### [Input for this task]
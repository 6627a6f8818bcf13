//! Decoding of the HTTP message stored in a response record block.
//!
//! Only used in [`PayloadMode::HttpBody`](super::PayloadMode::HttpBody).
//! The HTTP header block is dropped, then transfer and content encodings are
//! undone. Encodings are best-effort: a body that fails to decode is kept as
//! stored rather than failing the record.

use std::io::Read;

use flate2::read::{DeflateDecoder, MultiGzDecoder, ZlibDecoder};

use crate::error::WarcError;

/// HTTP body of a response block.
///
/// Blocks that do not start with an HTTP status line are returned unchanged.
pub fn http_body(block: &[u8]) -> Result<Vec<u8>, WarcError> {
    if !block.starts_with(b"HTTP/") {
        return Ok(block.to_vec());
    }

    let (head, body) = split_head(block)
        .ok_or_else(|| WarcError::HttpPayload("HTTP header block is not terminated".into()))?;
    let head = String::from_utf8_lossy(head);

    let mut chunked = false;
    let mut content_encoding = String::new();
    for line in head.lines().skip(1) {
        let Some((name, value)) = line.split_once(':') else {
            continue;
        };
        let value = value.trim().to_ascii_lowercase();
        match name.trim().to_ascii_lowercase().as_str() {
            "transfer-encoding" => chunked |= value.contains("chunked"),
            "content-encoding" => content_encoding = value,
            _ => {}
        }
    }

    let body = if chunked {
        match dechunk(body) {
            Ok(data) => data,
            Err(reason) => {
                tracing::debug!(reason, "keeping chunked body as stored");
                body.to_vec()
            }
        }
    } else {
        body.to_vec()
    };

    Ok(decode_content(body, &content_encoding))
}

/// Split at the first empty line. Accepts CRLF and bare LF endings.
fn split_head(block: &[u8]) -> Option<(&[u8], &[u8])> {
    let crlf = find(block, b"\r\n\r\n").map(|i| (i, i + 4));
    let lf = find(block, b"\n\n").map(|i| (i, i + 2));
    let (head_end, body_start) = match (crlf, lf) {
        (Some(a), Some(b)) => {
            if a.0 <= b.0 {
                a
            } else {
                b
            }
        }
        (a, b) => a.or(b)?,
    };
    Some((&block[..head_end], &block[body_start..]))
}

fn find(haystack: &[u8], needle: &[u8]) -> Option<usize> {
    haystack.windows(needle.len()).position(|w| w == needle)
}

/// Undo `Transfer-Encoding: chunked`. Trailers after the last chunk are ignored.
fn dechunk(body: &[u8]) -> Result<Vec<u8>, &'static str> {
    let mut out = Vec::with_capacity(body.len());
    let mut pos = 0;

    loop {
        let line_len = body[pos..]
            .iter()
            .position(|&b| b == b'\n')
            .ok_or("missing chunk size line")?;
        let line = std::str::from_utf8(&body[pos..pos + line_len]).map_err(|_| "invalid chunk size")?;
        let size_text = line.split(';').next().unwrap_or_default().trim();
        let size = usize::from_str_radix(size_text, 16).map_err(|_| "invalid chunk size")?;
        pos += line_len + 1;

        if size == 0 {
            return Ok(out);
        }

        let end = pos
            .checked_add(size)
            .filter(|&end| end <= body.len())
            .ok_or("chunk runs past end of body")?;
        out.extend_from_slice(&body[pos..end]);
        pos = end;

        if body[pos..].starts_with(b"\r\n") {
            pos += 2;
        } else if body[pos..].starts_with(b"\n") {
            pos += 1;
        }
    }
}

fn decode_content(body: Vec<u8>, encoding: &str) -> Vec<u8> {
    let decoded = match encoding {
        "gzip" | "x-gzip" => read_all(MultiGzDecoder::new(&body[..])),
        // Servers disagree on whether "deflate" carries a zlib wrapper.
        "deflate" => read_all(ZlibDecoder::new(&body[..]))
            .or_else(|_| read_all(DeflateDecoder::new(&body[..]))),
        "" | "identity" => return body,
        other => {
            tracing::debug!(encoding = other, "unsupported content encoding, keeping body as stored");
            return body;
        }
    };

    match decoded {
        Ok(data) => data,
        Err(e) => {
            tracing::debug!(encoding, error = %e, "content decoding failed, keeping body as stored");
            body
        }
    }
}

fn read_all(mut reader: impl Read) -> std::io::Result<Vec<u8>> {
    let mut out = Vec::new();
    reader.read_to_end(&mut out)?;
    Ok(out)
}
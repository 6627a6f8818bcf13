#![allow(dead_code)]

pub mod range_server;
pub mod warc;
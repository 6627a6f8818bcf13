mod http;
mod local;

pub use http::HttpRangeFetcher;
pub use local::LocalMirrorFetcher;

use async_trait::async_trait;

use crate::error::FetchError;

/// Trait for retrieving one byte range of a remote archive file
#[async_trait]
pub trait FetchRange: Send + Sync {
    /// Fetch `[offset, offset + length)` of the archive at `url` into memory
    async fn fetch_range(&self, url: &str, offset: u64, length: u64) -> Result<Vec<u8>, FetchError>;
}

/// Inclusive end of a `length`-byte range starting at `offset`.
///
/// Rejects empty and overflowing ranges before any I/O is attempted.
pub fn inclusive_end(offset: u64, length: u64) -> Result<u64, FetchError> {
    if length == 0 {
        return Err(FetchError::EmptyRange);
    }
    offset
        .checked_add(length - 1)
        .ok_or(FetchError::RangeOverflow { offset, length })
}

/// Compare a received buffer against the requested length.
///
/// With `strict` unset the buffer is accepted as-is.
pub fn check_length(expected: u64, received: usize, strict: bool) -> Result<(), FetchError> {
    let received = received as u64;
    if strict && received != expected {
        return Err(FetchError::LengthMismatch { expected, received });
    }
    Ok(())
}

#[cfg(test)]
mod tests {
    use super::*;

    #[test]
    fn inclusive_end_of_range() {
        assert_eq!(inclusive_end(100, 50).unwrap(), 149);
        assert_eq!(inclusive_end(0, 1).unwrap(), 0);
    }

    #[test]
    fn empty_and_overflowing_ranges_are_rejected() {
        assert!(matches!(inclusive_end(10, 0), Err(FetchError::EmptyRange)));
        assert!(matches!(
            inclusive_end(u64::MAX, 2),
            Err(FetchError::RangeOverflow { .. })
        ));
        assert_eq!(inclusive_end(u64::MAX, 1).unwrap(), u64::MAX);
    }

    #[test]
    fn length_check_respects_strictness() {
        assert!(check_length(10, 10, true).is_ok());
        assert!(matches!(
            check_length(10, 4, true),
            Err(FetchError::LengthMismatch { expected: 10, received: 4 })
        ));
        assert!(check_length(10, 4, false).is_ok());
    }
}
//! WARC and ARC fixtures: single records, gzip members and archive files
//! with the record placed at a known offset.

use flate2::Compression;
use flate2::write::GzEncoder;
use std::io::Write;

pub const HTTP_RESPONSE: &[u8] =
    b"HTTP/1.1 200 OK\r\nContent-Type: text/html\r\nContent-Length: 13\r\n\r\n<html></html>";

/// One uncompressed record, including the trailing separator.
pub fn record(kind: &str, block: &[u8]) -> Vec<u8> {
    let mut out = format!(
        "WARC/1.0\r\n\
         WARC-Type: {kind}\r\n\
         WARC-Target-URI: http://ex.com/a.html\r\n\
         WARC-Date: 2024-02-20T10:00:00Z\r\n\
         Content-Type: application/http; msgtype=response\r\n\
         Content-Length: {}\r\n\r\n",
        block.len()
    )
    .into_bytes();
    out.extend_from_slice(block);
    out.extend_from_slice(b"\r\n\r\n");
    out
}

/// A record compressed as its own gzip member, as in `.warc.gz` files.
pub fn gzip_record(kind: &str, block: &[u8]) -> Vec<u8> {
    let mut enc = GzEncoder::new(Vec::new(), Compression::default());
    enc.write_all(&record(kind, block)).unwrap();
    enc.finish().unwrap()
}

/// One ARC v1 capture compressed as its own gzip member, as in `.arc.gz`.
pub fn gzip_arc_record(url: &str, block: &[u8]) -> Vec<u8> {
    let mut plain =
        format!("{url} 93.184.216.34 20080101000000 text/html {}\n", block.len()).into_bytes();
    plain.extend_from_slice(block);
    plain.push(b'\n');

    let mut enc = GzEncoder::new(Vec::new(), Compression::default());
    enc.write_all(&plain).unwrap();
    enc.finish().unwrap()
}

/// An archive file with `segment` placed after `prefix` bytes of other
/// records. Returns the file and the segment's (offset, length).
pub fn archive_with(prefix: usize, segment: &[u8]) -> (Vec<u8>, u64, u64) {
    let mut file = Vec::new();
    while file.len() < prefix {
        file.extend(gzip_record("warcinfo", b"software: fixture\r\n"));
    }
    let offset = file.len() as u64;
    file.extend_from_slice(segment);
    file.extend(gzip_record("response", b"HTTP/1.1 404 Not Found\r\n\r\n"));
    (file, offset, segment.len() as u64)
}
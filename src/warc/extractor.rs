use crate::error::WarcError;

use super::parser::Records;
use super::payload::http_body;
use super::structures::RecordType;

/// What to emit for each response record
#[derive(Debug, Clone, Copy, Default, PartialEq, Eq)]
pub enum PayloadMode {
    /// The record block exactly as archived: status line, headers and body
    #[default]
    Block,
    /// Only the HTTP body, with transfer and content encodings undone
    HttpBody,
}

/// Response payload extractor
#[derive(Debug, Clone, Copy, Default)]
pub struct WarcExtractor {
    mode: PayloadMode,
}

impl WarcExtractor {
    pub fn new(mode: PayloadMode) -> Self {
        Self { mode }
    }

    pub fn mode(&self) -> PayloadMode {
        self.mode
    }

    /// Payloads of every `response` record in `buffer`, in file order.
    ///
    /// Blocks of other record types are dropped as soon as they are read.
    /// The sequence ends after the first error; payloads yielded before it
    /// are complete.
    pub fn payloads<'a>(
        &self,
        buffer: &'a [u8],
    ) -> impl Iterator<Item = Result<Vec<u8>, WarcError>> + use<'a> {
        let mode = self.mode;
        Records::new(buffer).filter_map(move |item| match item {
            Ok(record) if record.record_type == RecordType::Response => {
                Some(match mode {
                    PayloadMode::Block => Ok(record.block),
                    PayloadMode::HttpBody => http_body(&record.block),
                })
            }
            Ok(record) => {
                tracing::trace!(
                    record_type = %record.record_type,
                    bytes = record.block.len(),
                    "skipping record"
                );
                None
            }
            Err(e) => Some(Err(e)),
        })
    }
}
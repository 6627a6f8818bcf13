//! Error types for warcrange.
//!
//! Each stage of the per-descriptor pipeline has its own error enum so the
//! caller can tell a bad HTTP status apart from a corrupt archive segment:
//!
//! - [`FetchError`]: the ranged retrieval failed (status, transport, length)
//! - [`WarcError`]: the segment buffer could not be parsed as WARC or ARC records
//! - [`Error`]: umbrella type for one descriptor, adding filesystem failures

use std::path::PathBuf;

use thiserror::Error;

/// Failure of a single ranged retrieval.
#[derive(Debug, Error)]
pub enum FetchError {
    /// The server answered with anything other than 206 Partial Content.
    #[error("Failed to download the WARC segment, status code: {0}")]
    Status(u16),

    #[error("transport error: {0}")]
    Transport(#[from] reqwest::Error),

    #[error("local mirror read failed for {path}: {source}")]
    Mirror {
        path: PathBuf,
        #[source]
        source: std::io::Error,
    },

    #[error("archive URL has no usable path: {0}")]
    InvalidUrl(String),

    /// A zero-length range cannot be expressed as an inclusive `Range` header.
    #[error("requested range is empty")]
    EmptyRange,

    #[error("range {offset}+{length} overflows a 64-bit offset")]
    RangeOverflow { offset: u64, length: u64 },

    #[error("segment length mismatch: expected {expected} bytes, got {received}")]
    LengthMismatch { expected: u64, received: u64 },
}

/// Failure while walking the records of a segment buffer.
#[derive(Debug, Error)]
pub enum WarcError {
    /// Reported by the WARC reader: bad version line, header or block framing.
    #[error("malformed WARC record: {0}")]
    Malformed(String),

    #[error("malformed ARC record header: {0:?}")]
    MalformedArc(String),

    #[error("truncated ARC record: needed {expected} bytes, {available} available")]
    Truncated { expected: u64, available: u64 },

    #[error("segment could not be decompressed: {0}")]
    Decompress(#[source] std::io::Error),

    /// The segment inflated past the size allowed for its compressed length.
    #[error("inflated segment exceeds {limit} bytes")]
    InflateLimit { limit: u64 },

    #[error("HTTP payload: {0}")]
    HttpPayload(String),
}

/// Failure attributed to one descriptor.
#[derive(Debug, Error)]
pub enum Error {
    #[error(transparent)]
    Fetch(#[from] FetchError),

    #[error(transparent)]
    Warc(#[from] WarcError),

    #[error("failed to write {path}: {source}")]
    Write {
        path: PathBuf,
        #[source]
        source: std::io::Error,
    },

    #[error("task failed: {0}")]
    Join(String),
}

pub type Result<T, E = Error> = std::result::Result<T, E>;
--
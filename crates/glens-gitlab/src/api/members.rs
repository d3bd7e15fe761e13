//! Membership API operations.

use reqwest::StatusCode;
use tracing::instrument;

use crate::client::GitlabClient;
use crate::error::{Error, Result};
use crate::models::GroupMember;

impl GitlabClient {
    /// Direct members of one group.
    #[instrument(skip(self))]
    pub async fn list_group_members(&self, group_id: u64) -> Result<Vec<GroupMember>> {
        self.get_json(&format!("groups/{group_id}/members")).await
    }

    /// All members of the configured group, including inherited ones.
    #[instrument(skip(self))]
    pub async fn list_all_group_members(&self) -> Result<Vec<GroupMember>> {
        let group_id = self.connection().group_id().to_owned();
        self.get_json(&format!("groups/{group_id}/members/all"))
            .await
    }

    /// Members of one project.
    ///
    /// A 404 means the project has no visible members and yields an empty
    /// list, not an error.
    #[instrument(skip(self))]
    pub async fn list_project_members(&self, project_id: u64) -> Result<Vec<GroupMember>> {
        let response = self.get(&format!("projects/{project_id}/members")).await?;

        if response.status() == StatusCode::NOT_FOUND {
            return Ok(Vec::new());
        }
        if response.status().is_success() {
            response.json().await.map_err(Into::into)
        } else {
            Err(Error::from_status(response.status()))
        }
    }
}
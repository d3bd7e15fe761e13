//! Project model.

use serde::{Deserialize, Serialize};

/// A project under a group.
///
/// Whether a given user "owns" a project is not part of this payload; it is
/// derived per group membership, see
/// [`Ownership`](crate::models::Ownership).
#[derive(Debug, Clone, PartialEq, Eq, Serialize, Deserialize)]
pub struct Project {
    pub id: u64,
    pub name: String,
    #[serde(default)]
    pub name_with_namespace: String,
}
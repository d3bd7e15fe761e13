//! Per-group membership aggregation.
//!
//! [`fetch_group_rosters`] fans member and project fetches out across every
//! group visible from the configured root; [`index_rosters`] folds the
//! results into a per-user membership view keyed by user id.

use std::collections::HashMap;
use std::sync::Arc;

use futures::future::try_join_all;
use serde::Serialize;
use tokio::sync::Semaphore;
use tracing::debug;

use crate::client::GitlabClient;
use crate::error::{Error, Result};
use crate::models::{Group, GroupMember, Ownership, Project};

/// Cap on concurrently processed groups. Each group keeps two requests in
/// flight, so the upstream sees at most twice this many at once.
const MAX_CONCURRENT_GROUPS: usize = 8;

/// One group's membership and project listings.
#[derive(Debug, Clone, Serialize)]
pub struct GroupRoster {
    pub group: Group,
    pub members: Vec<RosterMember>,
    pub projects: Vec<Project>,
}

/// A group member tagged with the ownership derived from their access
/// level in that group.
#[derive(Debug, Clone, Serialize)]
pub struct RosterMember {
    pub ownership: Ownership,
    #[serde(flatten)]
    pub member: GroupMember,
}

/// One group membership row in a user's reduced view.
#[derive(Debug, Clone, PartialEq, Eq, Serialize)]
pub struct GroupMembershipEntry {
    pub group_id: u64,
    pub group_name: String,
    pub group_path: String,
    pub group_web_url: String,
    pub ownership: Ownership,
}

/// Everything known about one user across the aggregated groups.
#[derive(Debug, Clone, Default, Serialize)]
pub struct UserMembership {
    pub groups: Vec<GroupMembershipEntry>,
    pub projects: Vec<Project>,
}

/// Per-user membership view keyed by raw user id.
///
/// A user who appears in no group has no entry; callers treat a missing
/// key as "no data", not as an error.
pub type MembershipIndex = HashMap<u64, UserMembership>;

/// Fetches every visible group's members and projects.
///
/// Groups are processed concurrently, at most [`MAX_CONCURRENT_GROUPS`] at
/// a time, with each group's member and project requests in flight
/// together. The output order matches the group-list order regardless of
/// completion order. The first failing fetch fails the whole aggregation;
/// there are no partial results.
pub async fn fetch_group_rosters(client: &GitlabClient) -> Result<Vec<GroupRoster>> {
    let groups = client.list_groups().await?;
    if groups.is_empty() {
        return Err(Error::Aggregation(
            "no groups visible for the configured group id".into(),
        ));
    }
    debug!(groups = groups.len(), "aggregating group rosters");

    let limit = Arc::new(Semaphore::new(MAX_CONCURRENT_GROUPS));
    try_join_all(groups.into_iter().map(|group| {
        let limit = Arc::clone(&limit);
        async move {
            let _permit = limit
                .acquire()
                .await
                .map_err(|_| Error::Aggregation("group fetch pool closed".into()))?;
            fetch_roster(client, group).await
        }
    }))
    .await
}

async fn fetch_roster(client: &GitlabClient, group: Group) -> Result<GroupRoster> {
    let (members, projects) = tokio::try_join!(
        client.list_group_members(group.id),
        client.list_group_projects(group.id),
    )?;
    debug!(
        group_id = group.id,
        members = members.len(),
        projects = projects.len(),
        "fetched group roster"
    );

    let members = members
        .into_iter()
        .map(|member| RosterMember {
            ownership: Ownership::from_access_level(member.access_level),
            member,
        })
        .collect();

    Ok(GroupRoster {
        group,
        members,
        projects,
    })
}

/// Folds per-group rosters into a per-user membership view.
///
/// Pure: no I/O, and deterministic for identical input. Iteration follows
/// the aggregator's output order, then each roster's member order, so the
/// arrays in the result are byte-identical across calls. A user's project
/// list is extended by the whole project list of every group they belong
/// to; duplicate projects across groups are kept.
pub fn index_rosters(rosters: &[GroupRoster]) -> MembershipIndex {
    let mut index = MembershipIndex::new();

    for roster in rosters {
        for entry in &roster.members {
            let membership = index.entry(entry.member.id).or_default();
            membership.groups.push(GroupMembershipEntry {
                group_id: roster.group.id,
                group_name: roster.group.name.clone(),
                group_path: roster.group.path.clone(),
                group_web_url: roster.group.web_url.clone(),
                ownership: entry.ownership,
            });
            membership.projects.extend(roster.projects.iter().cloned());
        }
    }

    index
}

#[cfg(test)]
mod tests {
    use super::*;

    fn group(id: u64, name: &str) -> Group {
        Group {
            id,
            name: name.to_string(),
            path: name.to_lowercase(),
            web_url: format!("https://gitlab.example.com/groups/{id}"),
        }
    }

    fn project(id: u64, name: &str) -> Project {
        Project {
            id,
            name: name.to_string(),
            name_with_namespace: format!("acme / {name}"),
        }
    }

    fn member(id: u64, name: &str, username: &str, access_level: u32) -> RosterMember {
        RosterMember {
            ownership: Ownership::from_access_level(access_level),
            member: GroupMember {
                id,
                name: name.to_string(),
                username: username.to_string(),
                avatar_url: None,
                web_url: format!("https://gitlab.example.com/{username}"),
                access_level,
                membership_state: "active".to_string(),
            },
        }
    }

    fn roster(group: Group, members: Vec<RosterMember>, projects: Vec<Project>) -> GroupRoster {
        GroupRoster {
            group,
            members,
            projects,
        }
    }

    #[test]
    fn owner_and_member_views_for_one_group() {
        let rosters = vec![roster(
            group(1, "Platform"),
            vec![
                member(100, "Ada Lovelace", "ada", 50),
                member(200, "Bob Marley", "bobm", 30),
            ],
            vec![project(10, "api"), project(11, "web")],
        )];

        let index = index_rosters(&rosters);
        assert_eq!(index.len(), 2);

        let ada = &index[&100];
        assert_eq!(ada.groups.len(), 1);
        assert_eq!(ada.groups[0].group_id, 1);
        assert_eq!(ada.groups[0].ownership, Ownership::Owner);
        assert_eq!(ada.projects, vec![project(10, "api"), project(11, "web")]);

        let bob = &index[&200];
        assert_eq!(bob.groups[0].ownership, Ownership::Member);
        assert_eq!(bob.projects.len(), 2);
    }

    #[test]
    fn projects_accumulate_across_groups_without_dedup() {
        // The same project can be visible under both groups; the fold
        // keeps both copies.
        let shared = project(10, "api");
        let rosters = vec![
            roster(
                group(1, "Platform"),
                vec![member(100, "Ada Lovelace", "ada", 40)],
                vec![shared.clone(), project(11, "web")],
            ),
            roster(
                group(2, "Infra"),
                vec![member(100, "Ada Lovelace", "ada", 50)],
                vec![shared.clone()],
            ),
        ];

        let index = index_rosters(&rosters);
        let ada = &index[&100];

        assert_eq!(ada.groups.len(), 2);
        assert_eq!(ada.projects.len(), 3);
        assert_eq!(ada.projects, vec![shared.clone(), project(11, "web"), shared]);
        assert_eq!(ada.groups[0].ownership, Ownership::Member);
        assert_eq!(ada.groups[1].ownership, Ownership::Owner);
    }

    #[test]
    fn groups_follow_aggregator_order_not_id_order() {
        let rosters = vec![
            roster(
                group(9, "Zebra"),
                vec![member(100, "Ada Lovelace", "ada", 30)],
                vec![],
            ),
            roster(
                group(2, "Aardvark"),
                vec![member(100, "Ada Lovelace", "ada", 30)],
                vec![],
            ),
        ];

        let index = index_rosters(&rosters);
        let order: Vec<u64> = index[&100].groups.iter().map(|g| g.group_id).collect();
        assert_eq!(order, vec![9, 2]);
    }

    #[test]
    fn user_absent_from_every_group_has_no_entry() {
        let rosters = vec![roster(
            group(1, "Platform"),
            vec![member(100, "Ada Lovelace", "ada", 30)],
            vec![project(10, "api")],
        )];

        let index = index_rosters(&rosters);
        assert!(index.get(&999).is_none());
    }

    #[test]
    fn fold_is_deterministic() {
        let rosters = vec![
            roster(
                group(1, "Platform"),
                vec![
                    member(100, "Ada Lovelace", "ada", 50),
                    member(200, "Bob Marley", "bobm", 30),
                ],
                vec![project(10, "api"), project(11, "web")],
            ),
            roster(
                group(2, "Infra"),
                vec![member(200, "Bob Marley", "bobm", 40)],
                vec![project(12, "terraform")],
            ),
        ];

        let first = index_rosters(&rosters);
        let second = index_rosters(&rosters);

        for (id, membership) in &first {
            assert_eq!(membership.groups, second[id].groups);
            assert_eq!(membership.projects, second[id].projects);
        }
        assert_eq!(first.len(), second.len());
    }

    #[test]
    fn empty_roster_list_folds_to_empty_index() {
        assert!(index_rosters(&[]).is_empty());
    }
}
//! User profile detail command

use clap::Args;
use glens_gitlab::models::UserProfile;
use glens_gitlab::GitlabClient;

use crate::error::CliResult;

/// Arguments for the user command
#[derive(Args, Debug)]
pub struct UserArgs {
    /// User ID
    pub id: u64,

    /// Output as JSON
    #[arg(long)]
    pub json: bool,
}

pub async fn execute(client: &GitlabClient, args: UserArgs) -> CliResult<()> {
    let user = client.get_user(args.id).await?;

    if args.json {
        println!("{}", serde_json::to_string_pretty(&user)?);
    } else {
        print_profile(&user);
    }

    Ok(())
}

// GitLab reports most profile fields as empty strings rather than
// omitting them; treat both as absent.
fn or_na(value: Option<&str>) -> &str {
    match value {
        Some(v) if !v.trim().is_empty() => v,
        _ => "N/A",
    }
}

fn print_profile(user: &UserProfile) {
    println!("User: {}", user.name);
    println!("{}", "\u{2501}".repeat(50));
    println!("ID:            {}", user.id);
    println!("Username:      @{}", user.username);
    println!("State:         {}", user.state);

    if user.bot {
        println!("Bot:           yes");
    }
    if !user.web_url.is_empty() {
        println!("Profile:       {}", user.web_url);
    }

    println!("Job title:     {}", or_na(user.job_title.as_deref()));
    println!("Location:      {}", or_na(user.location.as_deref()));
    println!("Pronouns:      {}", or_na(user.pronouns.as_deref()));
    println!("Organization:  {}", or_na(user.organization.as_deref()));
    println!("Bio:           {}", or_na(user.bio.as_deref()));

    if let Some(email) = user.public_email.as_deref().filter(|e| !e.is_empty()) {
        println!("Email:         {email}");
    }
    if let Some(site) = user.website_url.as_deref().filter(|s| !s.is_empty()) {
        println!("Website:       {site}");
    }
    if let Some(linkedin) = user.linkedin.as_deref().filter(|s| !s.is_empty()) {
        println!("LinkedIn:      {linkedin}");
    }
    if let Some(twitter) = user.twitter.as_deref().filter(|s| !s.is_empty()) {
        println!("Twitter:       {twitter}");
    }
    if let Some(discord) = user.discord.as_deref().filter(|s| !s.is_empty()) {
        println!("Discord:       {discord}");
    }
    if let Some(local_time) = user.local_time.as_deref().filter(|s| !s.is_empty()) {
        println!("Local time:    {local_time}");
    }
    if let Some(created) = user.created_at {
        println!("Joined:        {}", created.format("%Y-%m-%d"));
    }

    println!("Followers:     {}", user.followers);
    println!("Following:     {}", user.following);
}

### [Exercise objective]
Out of the preceding entries, pull each line that contains the word "missing".

### [Solved problem]
            .ok_or("missing chunk size line")?;
/// A user who appears in no group has no entry; callers treat a missing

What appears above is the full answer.